VPN Router Setup Q's

cousin_borat

Hi,

I am setting up a VPN solution for my brothers office and could really do with some pointers.

the previous solution used a 3com router/firewall that supported PPTP VPN passthrough to a WinXP machine that acted as a VPN host. Since this only supports 1 user at a time and also for security we decided on investigating in a hardware solution.

We purchased a Linksys VPN router
The setup is going to be remote clients logging onto the office intranet using ADSL/ISDN or Dial-Up.

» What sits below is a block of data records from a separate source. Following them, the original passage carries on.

//! Storage operations on provisioned forms: write, read, drop.

mod reader;
mod sync;
mod teardown;
pub use reader::RecordReader;
pub use sync::{child_values, main_values, plan_children, ChildPlan, RecordSynchronizer, SyncSummary};
pub use teardown::{drop_order, TableOutcome, TeardownManager};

The router supports IPSEC so I would like to use this.

My questions are:
apart from configuring the router on the LAN site and the clients themselves. 1) Do I have to configure the Windows 2000 server ie for authentication purposes, etc
2) after configuring the router and IP filters on a client and attempting the VPN over a dial-up I got an error 781, stating that no certificate was present.
Where do I get this certificate from and is it necessary?

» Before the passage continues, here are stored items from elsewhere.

//! Runtime settings read from the environment.

use crate::error::SyncError;
use crate::ident::is_valid_identifier;
use axum::http::HeaderValue;
use std::net::SocketAddr;
use std::path::PathBuf;
use std::time::Duration;

#[derive(Debug, Clone)]
pub struct SyncConfig {
    /// PostgreSQL URL. None disables the store; submissions are still archived.
    pub database_url: Option<String>,
    /// Directory holding spec documents and archived submissions.
    pub data_dir: PathBuf,
    /// PostgreSQL schema for form tables and the registry.
    pub schema: String,
    pub max_connections: u32,
    pub acquire_timeout: Duration,
    pub bind: SocketAddr,
    /// Maximum accepted request body in bytes.
    pub body_limit: usize,
    /// Origins allowed by CORS; `*` allows any.
    pub cors_origins: Vec<String>,
}

impl Default for SyncConfig {
    fn default() -> Self {
        Self {
            database_url: None,
            data_dir: PathBuf::from("_data"),
            schema: "public".into(),
            max_connections: 5,
            acquire_timeout: Duration::from_secs(30),
            bind: SocketAddr::from(([0, 0, 0, 0], 3001)),
            body_limit: 1024 * 1024,
            cors_origins: vec!["*".into()],
        }
    }
}

impl SyncConfig {
    /// Read `DATABASE_URL` and the `FORMSYNC_*` variables; unset variables keep their defaults.
    pub fn from_env() -> Result<Self, SyncError> {
        Self::from_lookup(|key| std::env::var(key).ok())
    }

    pub fn from_lookup(lookup: impl Fn(&str) -> Option<String>) -> Result<Self, SyncError> {
        let get = |key: &str| lookup(key).map(|v| v.trim().to_string()).filter(|v| !v.is_empty());
        let mut config = Self::default();

        config.database_url = get("DATABASE_URL");
        if let Some(dir) = get("FORMSYNC_DATA_DIR") {
            config.data_dir = PathBuf::from(dir);
        }
        if let Some(schema) = get("FORMSYNC_SCHEMA") {
            if !is_valid_identifier(&schema) {
                return Err(SyncError::Configuration(format!("FORMSYNC_SCHEMA: invalid schema name '{}'", schema)));
            }
            config.schema = schema;
        }
        if let Some(v) = get("FORMSYNC_MAX_CONNECTIONS") {
            config.max_connections = parse("FORMSYNC_MAX_CONNECTIONS", &v)?;
            if config.max_connections == 0 {
                return Err(SyncError::Configuration("FORMSYNC_MAX_CONNECTIONS must be at least 1".into()));
            }
        }
        if let Some(v) = get("FORMSYNC_BIND") {
            config.bind = parse("FORMSYNC_BIND", &v)?;
        }
        if let Some(v) = get("FORMSYNC_BODY_LIMIT") {
            config.body_limit = parse("FORMSYNC_BODY_LIMIT", &v)?;
        }
        if let Some(v) = get("FORMSYNC_CORS_ORIGINS") {
            config.cors_origins = parse_origins(&v)?;
        }
        Ok(config)
    }

    pub fn with_database_url(mut self, url: impl Into<String>) -> Self {
        self.database_url = Some(url.into());
        self
    }

    pub fn with_data_dir(mut self, dir: impl Into<PathBuf>) -> Self {
        self.data_dir = dir.into();
        self
    }
}

fn parse<T: std::str::FromStr>(key: &str, value: &str) -> Result<T, SyncError>
where
    T::Err: std::fmt::Display,
{
    value
        .parse()
        .map_err(|e| SyncError::Configuration(format!("{}: {}", key, e)))
}

/// Comma-separated origins, each `*` or a valid header value.
fn parse_origins(value: &str) -> Result<Vec<String>, SyncError> {
    let origins: Vec<String> = value
        .split(',')
        .map(str::trim)
        .filter(|o| !o.is_empty())
        .map(str::to_string)
        .collect();
    if origins.is_empty() {
        return Err(SyncError::Configuration("FORMSYNC_CORS_ORIGINS lists no origins".into()));
    }
    if let Some(bad) = origins.iter().find(|o| HeaderValue::from_str(o).is_err()) {
        return Err(SyncError::Configuration(format!("FORMSYNC_CORS_ORIGINS: invalid origin '{}'", bad)));
    }
    Ok(origins)
}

Any answers to these or pointers would be greatly appreciated.

Cheers

jayok

Hello cousin_borat,

1) Depends on the authentication selected. You could user an IKE shared secret jobbie with no need for user authentication or use specific RADIUS authentication. Simplest is shared secret.

2) Yes, you'll need a certificate to complete the VPN setup. I believe with the linksys routers you can generate one of these internally or if you cannot simply install Certificate Services on the DC on your network and issue one from there.

Jason.

cousin_borat

Thanks for that.

Some of the laptops that will be VPN clients are already joined to the domain however some others are already in remote locations.

How can I get certificates onto these machines?